New documents reveal misconduct in Enron Case
In a feature story, The Federalist reporter Margot Cleveland reviews new records that expose efforts by special counsel attorney Andrew Weissmann to intimidate witnesses and to interfere in the attorney-client relationship of a cooperating witness. While this material is specific to the now textbook famous miscarriage of justice in the Enron Case, it raises the question: Are government attorneys above the law? If so; what is just about that?
Every business executive and especially those in politically targeted industries (oil and gas for example) should carefully review these records. Setting aside the current travesty of political prosecution in special counsel conduct apparently plotted within the top levels of the Federal Bureau of Investigation (FBI) to overturn the election of President Donald J. Trump; every business in any field could become a target based on some fabricated political or media narrative.
Wacko environmentals have engaged in slanderous demagoguery, for another example, against lumber companies in California. Now underbrush in overly dense forests feed fires that destroy homes, burn towns and kill people.
None of this is new. Jesus of Nazareth is quoted by Luke (11:46) "Pity for you lawyers... because you load on men burdens that are unendurable, burdens that you yourselves do not move a finger to lift." (The Jerusalem Bible, 1966).
Cleveland begins: Nearly four months ago, Houston-based attorney Kevin Fulton filed, on my behalf, a motion to unseal records in a case headed by Andrew Weissmann, who is now a member of Special Counsel Robert Mueller’s team. Late Thursday, a federal district court judge in Texas granted (with one exception), the motion to unseal, making some of those documents publicly available for the first time.
The sealed records involved the Enron case Weissmann oversaw prior to his abrupt departure from the Enron Task Force in the middle of jury deliberations. Given Weissmann’s current role as Mueller’s “pit bull,” revisiting the allegations of misconduct leveled against the prosecutor—with the benefit of the entire unsealed record—promotes transparency and the public’s interest in trusting the integrity of the special counsel’s team.
The now unsealed records expose efforts by Weissmann, and the Enron Task Force he led, to intimidate witnesses and to interfere in the attorney-client relationship of a cooperating witness. Several affidavits unsealed last week catalogued veiled threats made to witnesses the Enron defendants sought to interview. However, because many of the attorneys would speak only off the record to Enron’s attorneys, the courts refused to consider the affidavits sufficient to prove prosecutorial misconduct.
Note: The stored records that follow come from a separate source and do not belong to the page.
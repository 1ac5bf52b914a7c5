use connfilter_common::{RuleSlot, RuleTable, Verdict, ANY, ANY_PORT};

use crate::Result;

/// Owned description of a rule, written to a table slot with [`insert_into`](Rule::insert_into).
///
/// Every field starts as its wildcard.
///
/// # Example
/// ```
/// # use connfilter::{Rule, RuleTable, Verdict};
/// let mut table = RuleTable::new();
/// Rule::new(Verdict::Reject)
///     .with_destination("8.8.8.8")
///     .with_port(53)
///     .insert_into(&mut table, 0)
///     .unwrap();
/// assert_eq!(table.active_count(), 1);
/// ```
#[derive(Debug, PartialEq, Eq, Clone)]
pub struct Rule {
    source: String,
    destination: String,
    destination_port: u16,
    master_protocol: String,
    application_protocol: String,
    policy: Verdict,
}

impl Rule {
    /// Creates a rule matching every connection with the given verdict.
    pub fn new(policy: Verdict) -> Self {
        Self {
            source: ANY.to_string(),
            destination: ANY.to_string(),
            destination_port: ANY_PORT,
            master_protocol: ANY.to_string(),
            application_protocol: ANY.to_string(),
            policy,
        }
    }

    /// Rule stored in `slot`, `None` for an inactive slot.
    pub fn from_slot(slot: &RuleSlot) -> Option<Self> {
        if !slot.is_active() {
            return None;
        }
        Some(Self {
            source: slot.source().to_string(),
            destination: slot.destination().to_string(),
            destination_port: slot.destination_port(),
            master_protocol: slot.master_protocol().to_string(),
            application_protocol: slot.application_protocol().to_string(),
            policy: slot.policy()?,
        })
    }

    pub fn with_source(self, source: impl Into<String>) -> Self {
        Self {
            source: source.into(),
            ..self
        }
    }

    pub fn with_destination(self, destination: impl Into<String>) -> Self {
        Self {
            destination: destination.into(),
            ..self
        }
    }

    /// Port 0 matches every port.
    pub fn with_port(self, destination_port: u16) -> Self {
        Self {
            destination_port,
            ..self
        }
    }

    pub fn with_master_protocol(self, master_protocol: impl Into<String>) -> Self {
        Self {
            master_protocol: master_protocol.into(),
            ..self
        }
    }

    pub fn with_application(self, application_protocol: impl Into<String>) -> Self {
        Self {
            application_protocol: application_protocol.into(),
            ..self
        }
    }

    pub fn policy(&self) -> Verdict {
        self.policy
    }

    /// Writes the rule at `index`, overwriting the slot.
    pub fn insert_into(&self, table: &mut RuleTable, index: usize) -> Result<()> {
        table.set_rule(
            index,
            &self.source,
            &self.destination,
            self.destination_port,
            &self.master_protocol,
            &self.application_protocol,
            self.policy,
        )?;
        Ok(())
    }
}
Two attorneys, however, were willing to testify. In a just-unsealed affidavit, one lawyer stated that an FBI agent working for the Enron Task Force overseen by Weissmann warned his client against talking to the Enron defense team because “those are bad guys.” The second attorney stated that an FBI agent had made veiled threats against his client in a separate Enron trial. Click here for more from The Federalist.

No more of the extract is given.